- What to produce: Using the string "CloseSignal" as the key, pull each matching line out of the records below.

Information shown START

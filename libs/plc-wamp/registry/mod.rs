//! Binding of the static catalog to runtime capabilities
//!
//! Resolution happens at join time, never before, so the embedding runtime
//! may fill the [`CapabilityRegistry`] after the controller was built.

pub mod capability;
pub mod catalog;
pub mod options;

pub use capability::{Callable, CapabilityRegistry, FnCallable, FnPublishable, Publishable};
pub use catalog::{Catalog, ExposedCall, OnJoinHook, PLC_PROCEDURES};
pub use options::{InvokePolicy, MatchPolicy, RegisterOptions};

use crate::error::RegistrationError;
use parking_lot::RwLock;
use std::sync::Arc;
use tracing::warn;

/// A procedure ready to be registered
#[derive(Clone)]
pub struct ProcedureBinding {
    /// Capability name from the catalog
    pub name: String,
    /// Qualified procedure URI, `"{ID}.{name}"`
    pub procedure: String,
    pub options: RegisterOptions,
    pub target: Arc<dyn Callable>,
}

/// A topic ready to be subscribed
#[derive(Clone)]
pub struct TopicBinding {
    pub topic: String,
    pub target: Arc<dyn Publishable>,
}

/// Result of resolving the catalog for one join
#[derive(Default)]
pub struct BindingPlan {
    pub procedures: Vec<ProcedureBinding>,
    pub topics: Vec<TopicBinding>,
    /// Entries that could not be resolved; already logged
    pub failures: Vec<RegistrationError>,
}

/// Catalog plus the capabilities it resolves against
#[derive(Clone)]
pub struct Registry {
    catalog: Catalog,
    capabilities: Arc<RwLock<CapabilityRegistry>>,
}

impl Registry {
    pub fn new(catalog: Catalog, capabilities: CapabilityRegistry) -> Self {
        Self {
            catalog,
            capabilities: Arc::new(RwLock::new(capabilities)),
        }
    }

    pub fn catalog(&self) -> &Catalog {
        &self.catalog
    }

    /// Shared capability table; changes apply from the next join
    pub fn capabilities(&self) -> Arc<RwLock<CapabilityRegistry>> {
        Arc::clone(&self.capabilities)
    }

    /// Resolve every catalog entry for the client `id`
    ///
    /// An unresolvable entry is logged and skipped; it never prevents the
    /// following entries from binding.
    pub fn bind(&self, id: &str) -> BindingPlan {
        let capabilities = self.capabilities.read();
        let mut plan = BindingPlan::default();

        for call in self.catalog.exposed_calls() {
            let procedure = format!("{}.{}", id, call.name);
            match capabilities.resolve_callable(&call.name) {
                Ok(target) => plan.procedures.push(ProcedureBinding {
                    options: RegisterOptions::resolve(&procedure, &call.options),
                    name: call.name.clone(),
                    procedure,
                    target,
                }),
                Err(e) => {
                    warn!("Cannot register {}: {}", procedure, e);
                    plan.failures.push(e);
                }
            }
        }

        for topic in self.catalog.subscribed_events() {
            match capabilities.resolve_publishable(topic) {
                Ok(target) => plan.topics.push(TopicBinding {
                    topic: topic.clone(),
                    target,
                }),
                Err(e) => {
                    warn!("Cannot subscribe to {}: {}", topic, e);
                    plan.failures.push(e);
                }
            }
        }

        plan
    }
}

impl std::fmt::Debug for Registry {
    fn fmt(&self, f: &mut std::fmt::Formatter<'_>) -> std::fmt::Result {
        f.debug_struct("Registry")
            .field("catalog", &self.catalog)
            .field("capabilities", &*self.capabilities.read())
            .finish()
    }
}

Information shown END
Information shown START

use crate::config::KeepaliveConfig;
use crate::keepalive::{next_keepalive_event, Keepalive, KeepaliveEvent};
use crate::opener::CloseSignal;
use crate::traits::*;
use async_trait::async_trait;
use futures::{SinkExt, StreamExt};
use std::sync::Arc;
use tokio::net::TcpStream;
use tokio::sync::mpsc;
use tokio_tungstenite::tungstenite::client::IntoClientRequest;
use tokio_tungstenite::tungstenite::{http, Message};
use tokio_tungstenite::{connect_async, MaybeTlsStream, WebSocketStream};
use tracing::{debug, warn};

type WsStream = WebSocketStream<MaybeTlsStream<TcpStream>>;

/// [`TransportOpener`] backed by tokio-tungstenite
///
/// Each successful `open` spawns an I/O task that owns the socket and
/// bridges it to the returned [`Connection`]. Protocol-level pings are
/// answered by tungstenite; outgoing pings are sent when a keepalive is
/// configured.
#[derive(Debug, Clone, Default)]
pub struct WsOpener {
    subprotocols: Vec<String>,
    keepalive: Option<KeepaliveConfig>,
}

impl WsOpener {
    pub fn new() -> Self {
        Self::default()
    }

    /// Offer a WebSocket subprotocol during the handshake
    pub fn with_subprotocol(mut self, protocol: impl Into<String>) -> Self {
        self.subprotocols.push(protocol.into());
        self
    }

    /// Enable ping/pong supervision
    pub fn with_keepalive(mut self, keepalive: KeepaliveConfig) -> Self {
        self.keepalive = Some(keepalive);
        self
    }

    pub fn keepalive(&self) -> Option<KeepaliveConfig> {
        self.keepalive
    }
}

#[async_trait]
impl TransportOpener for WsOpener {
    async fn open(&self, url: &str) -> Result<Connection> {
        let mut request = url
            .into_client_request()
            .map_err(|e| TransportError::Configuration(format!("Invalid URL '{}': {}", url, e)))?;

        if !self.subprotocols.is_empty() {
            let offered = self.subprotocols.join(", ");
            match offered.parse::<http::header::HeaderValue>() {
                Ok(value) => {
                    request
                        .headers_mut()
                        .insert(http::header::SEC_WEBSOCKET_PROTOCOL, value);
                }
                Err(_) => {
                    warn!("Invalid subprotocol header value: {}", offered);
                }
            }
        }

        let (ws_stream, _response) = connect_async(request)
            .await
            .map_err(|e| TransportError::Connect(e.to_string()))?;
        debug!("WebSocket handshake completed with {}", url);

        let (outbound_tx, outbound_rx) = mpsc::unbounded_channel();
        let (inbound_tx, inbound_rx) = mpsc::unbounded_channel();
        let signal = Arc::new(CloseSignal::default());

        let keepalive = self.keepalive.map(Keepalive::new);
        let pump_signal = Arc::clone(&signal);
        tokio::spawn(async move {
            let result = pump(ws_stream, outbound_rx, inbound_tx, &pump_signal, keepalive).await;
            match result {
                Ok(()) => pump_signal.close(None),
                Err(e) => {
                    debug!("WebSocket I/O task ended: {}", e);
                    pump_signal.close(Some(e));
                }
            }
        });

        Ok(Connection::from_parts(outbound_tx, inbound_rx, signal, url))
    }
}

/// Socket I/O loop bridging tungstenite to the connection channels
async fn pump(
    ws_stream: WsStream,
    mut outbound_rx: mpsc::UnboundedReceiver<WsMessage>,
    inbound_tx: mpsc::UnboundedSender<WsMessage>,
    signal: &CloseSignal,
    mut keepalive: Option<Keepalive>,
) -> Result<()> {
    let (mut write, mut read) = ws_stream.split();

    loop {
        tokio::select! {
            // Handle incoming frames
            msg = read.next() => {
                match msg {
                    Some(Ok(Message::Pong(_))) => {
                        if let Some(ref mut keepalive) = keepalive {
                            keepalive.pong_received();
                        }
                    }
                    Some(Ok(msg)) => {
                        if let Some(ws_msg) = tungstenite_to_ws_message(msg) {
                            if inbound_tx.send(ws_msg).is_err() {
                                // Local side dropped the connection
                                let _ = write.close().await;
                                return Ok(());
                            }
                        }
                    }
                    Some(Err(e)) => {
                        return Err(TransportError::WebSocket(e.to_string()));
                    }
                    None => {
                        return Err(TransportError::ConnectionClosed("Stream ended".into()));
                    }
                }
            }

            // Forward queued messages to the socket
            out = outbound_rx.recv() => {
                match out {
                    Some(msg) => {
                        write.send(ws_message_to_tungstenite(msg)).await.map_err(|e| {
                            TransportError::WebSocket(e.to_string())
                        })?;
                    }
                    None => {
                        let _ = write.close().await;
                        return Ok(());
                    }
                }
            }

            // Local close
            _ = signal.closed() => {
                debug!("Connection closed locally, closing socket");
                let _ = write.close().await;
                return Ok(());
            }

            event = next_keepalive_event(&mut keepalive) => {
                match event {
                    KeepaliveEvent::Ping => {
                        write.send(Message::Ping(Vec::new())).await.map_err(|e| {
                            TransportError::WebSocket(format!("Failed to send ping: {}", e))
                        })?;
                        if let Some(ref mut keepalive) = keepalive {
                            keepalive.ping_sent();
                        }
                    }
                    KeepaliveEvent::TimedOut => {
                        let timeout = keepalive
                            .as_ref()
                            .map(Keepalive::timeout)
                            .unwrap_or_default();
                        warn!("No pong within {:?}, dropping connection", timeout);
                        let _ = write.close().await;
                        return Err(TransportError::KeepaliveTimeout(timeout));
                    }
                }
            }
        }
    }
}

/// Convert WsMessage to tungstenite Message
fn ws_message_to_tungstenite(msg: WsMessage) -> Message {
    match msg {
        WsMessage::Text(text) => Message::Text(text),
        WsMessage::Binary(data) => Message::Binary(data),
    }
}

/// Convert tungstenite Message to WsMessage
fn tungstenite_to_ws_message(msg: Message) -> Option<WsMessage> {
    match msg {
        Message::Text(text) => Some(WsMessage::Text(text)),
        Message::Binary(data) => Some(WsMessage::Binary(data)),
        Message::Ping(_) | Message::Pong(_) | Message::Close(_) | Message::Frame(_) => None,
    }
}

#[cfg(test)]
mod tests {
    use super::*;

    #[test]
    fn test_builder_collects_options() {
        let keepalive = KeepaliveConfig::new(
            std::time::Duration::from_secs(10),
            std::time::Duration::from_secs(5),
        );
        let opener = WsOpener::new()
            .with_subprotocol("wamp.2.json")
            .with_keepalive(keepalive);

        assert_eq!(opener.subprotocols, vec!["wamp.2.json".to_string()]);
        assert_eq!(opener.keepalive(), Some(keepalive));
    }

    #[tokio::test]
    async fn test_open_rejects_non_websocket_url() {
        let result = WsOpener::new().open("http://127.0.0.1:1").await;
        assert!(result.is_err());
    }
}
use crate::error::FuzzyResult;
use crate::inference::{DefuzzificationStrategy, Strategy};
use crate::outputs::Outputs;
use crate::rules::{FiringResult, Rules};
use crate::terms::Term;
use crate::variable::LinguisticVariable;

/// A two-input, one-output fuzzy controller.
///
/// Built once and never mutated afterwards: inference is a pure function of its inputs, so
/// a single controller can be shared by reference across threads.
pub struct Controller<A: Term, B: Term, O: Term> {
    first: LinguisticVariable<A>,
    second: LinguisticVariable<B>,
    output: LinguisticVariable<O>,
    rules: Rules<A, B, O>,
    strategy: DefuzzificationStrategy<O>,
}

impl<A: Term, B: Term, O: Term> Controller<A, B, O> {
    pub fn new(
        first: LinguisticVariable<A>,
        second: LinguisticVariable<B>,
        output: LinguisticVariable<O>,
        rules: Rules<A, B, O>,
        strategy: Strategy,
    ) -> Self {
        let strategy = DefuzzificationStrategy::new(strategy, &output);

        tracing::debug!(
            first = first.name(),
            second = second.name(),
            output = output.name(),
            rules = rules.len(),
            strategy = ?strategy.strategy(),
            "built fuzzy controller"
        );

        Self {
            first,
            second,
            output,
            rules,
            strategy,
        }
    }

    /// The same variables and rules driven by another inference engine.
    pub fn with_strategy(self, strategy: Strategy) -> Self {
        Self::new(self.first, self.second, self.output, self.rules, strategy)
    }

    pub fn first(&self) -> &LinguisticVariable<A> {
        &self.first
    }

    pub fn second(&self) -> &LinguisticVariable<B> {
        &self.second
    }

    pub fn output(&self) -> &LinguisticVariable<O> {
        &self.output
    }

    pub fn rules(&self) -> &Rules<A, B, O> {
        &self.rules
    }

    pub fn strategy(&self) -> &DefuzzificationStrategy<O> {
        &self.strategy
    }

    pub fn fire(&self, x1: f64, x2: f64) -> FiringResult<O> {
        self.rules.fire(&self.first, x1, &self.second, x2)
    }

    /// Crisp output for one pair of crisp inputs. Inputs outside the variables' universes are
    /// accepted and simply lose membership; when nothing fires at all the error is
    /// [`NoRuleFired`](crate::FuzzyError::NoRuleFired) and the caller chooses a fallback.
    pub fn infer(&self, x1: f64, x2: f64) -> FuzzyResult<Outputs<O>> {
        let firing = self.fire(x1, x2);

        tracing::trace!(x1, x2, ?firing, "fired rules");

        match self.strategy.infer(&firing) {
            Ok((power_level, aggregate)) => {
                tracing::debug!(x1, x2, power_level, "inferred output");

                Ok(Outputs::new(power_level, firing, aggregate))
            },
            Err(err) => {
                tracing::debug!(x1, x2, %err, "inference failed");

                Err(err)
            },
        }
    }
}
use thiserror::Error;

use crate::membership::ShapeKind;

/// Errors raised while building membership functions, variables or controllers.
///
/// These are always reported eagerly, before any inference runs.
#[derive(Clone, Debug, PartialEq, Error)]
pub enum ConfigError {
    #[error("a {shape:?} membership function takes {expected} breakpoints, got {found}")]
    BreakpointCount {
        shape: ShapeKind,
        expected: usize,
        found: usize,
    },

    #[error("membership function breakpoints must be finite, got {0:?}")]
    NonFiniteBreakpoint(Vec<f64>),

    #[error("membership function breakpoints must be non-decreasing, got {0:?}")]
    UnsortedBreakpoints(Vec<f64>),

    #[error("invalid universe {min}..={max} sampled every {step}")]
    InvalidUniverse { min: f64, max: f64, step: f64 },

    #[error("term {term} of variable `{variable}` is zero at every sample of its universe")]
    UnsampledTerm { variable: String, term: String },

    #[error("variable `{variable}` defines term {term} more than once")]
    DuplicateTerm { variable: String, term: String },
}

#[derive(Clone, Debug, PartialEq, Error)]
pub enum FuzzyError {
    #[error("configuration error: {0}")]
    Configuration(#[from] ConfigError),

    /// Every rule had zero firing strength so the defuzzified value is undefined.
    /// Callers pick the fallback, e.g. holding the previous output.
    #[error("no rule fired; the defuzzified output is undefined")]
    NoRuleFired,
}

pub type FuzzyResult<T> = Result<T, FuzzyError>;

Information shown END
Information shown START

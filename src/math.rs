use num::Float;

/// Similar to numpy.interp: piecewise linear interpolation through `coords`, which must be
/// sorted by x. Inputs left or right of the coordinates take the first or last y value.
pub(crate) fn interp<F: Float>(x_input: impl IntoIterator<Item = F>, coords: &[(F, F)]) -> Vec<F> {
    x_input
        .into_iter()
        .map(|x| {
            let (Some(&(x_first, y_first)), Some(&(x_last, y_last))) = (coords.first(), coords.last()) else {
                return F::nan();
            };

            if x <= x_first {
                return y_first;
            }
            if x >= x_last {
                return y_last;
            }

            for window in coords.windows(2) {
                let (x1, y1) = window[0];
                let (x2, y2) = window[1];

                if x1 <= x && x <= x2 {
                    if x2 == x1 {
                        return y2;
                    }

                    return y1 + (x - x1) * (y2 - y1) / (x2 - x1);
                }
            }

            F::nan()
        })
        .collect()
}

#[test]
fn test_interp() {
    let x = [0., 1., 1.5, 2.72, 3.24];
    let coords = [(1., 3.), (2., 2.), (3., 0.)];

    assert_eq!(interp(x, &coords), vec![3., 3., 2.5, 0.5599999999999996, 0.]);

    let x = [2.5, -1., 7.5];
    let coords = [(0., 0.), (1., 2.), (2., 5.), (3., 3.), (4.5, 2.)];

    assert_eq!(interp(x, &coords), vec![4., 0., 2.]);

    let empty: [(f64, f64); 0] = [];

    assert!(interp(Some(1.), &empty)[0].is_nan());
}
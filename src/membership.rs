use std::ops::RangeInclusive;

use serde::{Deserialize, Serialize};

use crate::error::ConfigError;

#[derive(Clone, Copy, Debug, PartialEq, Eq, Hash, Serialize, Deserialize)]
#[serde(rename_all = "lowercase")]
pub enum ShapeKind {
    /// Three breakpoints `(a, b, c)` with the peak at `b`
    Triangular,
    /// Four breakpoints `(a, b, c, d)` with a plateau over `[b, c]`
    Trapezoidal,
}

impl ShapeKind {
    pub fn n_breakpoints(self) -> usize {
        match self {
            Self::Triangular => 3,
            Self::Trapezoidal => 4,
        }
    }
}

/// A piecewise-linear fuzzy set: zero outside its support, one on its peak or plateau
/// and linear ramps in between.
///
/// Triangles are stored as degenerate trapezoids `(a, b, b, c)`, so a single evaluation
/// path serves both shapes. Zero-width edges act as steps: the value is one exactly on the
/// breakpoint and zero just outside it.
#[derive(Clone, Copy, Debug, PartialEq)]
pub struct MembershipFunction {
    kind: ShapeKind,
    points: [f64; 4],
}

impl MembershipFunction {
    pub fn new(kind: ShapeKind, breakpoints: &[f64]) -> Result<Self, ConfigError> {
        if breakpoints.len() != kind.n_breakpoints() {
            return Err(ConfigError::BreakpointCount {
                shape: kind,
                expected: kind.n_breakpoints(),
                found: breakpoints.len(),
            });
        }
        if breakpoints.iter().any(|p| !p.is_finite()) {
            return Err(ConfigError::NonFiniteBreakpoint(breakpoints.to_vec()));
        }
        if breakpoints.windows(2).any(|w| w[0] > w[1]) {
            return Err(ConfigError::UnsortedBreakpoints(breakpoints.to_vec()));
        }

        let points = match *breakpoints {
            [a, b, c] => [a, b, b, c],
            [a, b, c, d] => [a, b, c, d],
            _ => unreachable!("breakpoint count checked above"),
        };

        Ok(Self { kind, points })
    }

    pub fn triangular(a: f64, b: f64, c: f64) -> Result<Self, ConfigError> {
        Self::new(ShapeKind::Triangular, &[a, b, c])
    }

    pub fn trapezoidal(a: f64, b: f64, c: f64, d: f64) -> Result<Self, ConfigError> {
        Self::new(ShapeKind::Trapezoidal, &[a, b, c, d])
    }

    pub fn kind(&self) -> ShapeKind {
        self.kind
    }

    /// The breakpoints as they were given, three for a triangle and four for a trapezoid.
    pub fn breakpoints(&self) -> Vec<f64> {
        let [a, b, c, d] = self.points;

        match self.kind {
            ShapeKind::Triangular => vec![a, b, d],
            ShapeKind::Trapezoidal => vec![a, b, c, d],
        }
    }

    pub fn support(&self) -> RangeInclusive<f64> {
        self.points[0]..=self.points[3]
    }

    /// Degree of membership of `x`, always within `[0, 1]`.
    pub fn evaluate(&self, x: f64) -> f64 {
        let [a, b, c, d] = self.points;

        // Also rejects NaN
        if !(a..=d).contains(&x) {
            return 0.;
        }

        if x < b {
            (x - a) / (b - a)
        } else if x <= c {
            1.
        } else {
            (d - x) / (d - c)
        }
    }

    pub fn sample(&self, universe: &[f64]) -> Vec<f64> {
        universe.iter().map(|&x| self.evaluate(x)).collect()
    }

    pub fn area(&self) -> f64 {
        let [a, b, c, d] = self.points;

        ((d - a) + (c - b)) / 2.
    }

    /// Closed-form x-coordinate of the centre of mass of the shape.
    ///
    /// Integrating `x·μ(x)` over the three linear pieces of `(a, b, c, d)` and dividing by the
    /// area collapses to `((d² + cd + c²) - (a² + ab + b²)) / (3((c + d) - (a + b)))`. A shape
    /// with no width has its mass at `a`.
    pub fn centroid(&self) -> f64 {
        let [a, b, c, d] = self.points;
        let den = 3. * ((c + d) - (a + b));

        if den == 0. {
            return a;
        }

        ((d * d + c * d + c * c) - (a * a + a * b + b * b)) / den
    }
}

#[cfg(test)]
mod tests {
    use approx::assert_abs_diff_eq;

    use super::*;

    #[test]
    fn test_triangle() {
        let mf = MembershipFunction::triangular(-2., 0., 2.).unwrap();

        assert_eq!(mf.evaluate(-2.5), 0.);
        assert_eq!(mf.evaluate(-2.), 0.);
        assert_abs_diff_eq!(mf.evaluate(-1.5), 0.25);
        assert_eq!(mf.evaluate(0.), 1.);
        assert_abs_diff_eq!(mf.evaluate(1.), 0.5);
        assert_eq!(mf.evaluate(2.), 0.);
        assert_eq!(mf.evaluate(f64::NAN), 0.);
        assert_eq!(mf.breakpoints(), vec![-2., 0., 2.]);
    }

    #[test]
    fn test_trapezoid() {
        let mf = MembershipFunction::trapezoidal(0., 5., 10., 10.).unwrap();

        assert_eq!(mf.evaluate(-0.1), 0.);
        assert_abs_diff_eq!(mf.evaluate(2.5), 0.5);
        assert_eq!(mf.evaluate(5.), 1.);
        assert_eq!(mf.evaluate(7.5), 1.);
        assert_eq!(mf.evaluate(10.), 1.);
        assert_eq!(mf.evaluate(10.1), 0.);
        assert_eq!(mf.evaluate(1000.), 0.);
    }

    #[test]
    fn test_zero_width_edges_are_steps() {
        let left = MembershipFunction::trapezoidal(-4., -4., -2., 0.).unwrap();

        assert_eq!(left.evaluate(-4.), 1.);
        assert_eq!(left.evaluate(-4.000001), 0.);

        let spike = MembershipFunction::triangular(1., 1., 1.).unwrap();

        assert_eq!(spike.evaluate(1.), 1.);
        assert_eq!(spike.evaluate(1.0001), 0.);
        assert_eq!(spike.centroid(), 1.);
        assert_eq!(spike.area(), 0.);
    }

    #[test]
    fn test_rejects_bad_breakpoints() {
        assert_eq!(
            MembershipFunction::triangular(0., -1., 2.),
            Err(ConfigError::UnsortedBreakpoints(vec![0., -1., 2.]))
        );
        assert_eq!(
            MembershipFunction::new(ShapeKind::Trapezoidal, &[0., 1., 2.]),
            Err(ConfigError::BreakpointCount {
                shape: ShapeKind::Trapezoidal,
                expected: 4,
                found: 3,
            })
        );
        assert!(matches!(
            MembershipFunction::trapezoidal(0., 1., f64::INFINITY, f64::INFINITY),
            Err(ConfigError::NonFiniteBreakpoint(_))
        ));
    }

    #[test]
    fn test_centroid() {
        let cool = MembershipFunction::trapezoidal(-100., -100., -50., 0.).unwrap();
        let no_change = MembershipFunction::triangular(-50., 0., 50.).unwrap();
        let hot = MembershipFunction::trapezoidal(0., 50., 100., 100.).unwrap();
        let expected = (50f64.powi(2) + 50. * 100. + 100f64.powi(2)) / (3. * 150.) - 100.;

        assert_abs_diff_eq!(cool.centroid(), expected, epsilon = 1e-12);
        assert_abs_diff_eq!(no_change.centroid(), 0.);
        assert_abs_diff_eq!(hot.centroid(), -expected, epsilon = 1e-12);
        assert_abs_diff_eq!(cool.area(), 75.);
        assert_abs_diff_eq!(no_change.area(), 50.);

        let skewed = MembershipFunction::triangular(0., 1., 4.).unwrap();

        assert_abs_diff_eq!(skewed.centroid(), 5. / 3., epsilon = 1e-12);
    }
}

Information shown END

- Task output:
use crate::opener::CloseSignal;
        let signal = Arc::new(CloseSignal::default());
    signal: &CloseSignal,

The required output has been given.